- [Work required]: Find the lines below in which the string "RiskRejected" occurs. Copy each one.

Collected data
- - - - -

//! Setup state machine
//!
//! IDLE -> SWING_FOUND -> LIQUIDITY_DEFINED -> SWEEP_CONFIRMED -> DISPLACEMENT
//!      -> MSS -> BOS -> CISD -> FVG_FORMED -> READY_FOR_ENTRY
//!
//! Only single forward steps along this chain are legal, plus a reset edge from
//! any state back to IDLE. Resetting drops the whole pending setup.

use super::displacement::DisplacementEvent;
use super::fvg::FvgId;
use super::signal::Bias;
use super::structure::{CisdEvent, StructureBreak};
use super::sweep::SweepEvent;
use crate::risk::RejectionCode;
use serde::{Deserialize, Serialize};
use tracing::{debug, info};

#[derive(Debug, Clone, Copy, PartialEq, Eq, Hash, Serialize, Deserialize)]
pub enum SignalState {
    Idle,
    SwingFound,
    LiquidityDefined,
    SweepConfirmed,
    Displacement,
    Mss,
    Bos,
    Cisd,
    FvgFormed,
    ReadyForEntry,
}

impl SignalState {
    pub const ALL: [SignalState; 10] = [
        SignalState::Idle,
        SignalState::SwingFound,
        SignalState::LiquidityDefined,
        SignalState::SweepConfirmed,
        SignalState::Displacement,
        SignalState::Mss,
        SignalState::Bos,
        SignalState::Cisd,
        SignalState::FvgFormed,
        SignalState::ReadyForEntry,
    ];

    /// Forward successor in the chain
    pub fn next(self) -> Option<SignalState> {
        match self {
            SignalState::Idle => Some(SignalState::SwingFound),
            SignalState::SwingFound => Some(SignalState::LiquidityDefined),
            SignalState::LiquidityDefined => Some(SignalState::SweepConfirmed),
            SignalState::SweepConfirmed => Some(SignalState::Displacement),
            SignalState::Displacement => Some(SignalState::Mss),
            SignalState::Mss => Some(SignalState::Bos),
            SignalState::Bos => Some(SignalState::Cisd),
            SignalState::Cisd => Some(SignalState::FvgFormed),
            SignalState::FvgFormed => Some(SignalState::ReadyForEntry),
            SignalState::ReadyForEntry => None,
        }
    }

    /// The transition table
    pub fn can_transition_to(self, to: SignalState) -> bool {
        to == SignalState::Idle || self.next() == Some(to)
    }

    /// A sweep (and therefore a bias) is held in this state
    pub fn has_pending_sweep(self) -> bool {
        !matches!(
            self,
            SignalState::Idle | SignalState::SwingFound | SignalState::LiquidityDefined
        )
    }
}

impl std::fmt::Display for SignalState {
    fn fmt(&self, f: &mut std::fmt::Formatter<'_>) -> std::fmt::Result {
        match self {
            SignalState::Idle => write!(f, "IDLE"),
            SignalState::SwingFound => write!(f, "SWING_FOUND"),
            SignalState::LiquidityDefined => write!(f, "LIQUIDITY_DEFINED"),
            SignalState::SweepConfirmed => write!(f, "SWEEP_CONFIRMED"),
            SignalState::Displacement => write!(f, "DISPLACEMENT"),
            SignalState::Mss => write!(f, "MSS"),
            SignalState::Bos => write!(f, "BOS"),
            SignalState::Cisd => write!(f, "CISD"),
            SignalState::FvgFormed => write!(f, "FVG_FORMED"),
            SignalState::ReadyForEntry => write!(f, "READY_FOR_ENTRY"),
        }
    }
}

/// Why a pending chain was dropped
#[derive(Debug, Clone, PartialEq, Serialize, Deserialize)]
pub enum InvalidationReason {
    /// The stage waited in this state too long
    TimedOut(SignalState),
    /// Entry zone was traded through before entry
    ZoneInvalidated,
    RiskRejected(RejectionCode),
    RiskRewardTooLow,
    CooldownZone,
    /// Entry on the wrong side of the dealing range equilibrium
    PremiumDiscount,
    AgainstTrend,
    SessionTradeLimit,
    NewSession,
    /// Signal emitted, chain complete
    Completed,
    Manual,
}

impl std::fmt::Display for InvalidationReason {
    fn fmt(&self, f: &mut std::fmt::Formatter<'_>) -> std::fmt::Result {
        match self {
            InvalidationReason::TimedOut(state) => write!(f, "timed out in {}", state),
            InvalidationReason::ZoneInvalidated => write!(f, "entry zone invalidated"),
            InvalidationReason::RiskRejected(code) => write!(f, "risk rejected: {}", code),
            InvalidationReason::RiskRewardTooLow => write!(f, "risk/reward below minimum"),
            InvalidationReason::CooldownZone => write!(f, "entry inside cooldown zone"),
            InvalidationReason::PremiumDiscount => write!(f, "entry outside premium/discount zone"),
            InvalidationReason::AgainstTrend => write!(f, "entry against trend"),
            InvalidationReason::SessionTradeLimit => write!(f, "session trade limit reached"),
            InvalidationReason::NewSession => write!(f, "new session"),
            InvalidationReason::Completed => write!(f, "completed"),
            InvalidationReason::Manual => write!(f, "manual reset"),
        }
    }
}

/// State transition events
#[derive(Debug, Clone, PartialEq)]
pub enum StateTransition {
    Advanced {
        from: SignalState,
        to: SignalState,
        index: usize,
    },
    Reset {
        from: SignalState,
        reason: InvalidationReason,
        index: usize,
    },
}

/// Attempted a transition the table forbids
#[derive(Debug, Clone, Copy, PartialEq, Eq)]
pub struct IllegalTransition {
    pub from: SignalState,
    pub to: SignalState,
}

impl std::fmt::Display for IllegalTransition {
    fn fmt(&self, f: &mut std::fmt::Formatter<'_>) -> std::fmt::Result {
        write!(f, "illegal transition {} -> {}", self.from, self.to)
    }
}

impl std::error::Error for IllegalTransition {}

/// Everything the chain has confirmed so far
#[derive(Debug, Clone, Default, PartialEq)]
pub struct PendingSetup {
    pub bias: Option<Bias>,
    pub sweep: Option<SweepEvent>,
    pub displacement: Option<DisplacementEvent>,
    pub mss: Option<StructureBreak>,
    pub bos: Option<StructureBreak>,
    pub cisd: Option<CisdEvent>,
    pub entry_fvg: Option<FvgId>,
    /// Fixed when the entry zone is chosen
    pub entry_price: Option<f64>,
    /// Entry came from an FVG/OTE overlap
    pub ote_confluence: bool,
    /// Stage-by-stage notes for the signal's reason trail
    pub trail: Vec<String>,
}

/// Bar-count timeouts per waiting state
#[derive(Debug, Clone, Serialize, Deserialize)]
#[serde(default)]
pub struct StageTimeouts {
    pub sweep_bars: usize,
    pub displacement_bars: usize,
    pub mss_bars: usize,
    pub bos_bars: usize,
    pub cisd_bars: usize,
    pub fvg_bars: usize,
    pub entry_bars: usize,
}

impl Default for StageTimeouts {
    fn default() -> Self {
        Self {
            sweep_bars: 50,
            displacement_bars: 5,
            mss_bars: 10,
            bos_bars: 10,
            cisd_bars: 10,
            fvg_bars: 20,
            entry_bars: 20,
        }
    }
}

impl StageTimeouts {
    /// Budget for leaving `state`, `None` where no clock runs
    pub fn budget(&self, state: SignalState) -> Option<usize> {
        match state {
            SignalState::Idle | SignalState::SwingFound | SignalState::ReadyForEntry => None,
            SignalState::LiquidityDefined => Some(self.sweep_bars),
            SignalState::SweepConfirmed => Some(self.displacement_bars),
            SignalState::Displacement => Some(self.mss_bars),
            SignalState::Mss => Some(self.bos_bars),
            SignalState::Bos => Some(self.cisd_bars),
            SignalState::Cisd => Some(self.fvg_bars),
            SignalState::FvgFormed => Some(self.entry_bars),
        }
    }
}

/// Table-driven state holder for one instrument
#[derive(Debug, Clone)]
pub struct SignalStateMachine {
    state: SignalState,
    /// Bar index the current state was entered on
    entered_index: usize,
    setup: PendingSetup,
    timeouts: StageTimeouts,
}

impl SignalStateMachine {
    pub fn new(timeouts: StageTimeouts) -> Self {
        Self {
            state: SignalState::Idle,
            entered_index: 0,
            setup: PendingSetup::default(),
            timeouts,
        }
    }

    pub fn state(&self) -> SignalState {
        self.state
    }

    pub fn setup(&self) -> &PendingSetup {
        &self.setup
    }

    pub fn setup_mut(&mut self) -> &mut PendingSetup {
        &mut self.setup
    }

    pub fn bias(&self) -> Option<Bias> {
        self.setup.bias
    }

    pub fn entered_index(&self) -> usize {
        self.entered_index
    }

    /// Take one forward step
    pub fn advance(&mut self, to: SignalState, index: usize) -> Result<StateTransition, IllegalTransition> {
        let from = self.state;
        if to == SignalState::Idle || !from.can_transition_to(to) {
            return Err(IllegalTransition { from, to });
        }
        debug!("Setup: {} -> {} at bar {}", from, to, index);
        self.state = to;
        self.entered_index = index;
        Ok(StateTransition::Advanced { from, to, index })
    }

    /// Reset edge: back to IDLE with nothing retained
    pub fn reset(&mut self, reason: InvalidationReason, index: usize) -> StateTransition {
        let from = self.state;
        if from.has_pending_sweep() {
            info!("Setup invalidated in {}: {}", from, reason);
        } else {
            debug!("Setup reset in {}: {}", from, reason);
        }
        self.state = SignalState::Idle;
        self.entered_index = index;
        self.setup = PendingSetup::default();
        StateTransition::Reset { from, reason, index }
    }

    /// Whether the current state's budget is exhausted at `index`
    pub fn timed_out(&self, index: usize) -> bool {
        match self.timeouts.budget(self.state) {
            Some(budget) => index.saturating_sub(self.entered_index) > budget,
            None => false,
        }
    }
}

#[cfg(test)]
mod tests {
    use super::*;

    #[test]
    fn test_transition_table_is_exhaustive() {
        for (i, from) in SignalState::ALL.iter().enumerate() {
            for (j, to) in SignalState::ALL.iter().enumerate() {
                let legal = from.can_transition_to(*to);
                let expected = *to == SignalState::Idle || j == i + 1;
                assert_eq!(legal, expected, "{} -> {}", from, to);
            }
        }
    }

    #[test]
    fn test_no_skipping() {
        let mut machine = SignalStateMachine::new(StageTimeouts::default());
        assert!(machine.advance(SignalState::LiquidityDefined, 1).is_err());
        assert!(machine.advance(SignalState::SwingFound, 1).is_ok());
        assert_eq!(
            machine.advance(SignalState::Bos, 2),
            Err(IllegalTransition {
                from: SignalState::SwingFound,
                to: SignalState::Bos
            })
        );
        assert_eq!(machine.state(), SignalState::SwingFound);
    }

    #[test]
    fn test_walk_full_chain_then_reset() {
        let mut machine = SignalStateMachine::new(StageTimeouts::default());
        let mut state = SignalState::Idle;
        let mut index = 0;
        while let Some(next) = state.next() {
            index += 1;
            machine.advance(next, index).expect("legal step");
            state = next;
        }
        assert_eq!(machine.state(), SignalState::ReadyForEntry);

        machine.setup_mut().bias = Some(Bias::Bullish);
        let transition = machine.reset(InvalidationReason::Completed, index);
        assert_eq!(
            transition,
            StateTransition::Reset {
                from: SignalState::ReadyForEntry,
                reason: InvalidationReason::Completed,
                index
            }
        );
        assert_eq!(machine.state(), SignalState::Idle);
        assert_eq!(machine.setup(), &PendingSetup::default());
    }

    #[test]
    fn test_reset_is_not_an_advance() {
        let mut machine = SignalStateMachine::new(StageTimeouts::default());
        machine.advance(SignalState::SwingFound, 1).expect("legal");
        assert!(machine.advance(SignalState::Idle, 2).is_err());
    }

    #[test]
    fn test_timeouts() {
        let timeouts = StageTimeouts {
            displacement_bars: 2,
            ..Default::default()
        };
        let mut machine = SignalStateMachine::new(timeouts);
        for (to, index) in [
            (SignalState::SwingFound, 1),
            (SignalState::LiquidityDefined, 1),
            (SignalState::SweepConfirmed, 10),
        ] {
            machine.advance(to, index).expect("legal");
        }
        assert!(!machine.timed_out(12));
        assert!(machine.timed_out(13));
        assert_eq!(StageTimeouts::default().budget(SignalState::Idle), None);
    }
}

- - - - -

- [Answer box]:
    RiskRejected(RejectionCode),
            InvalidationReason::RiskRejected(code) => write!(f, "risk rejected: {}", code),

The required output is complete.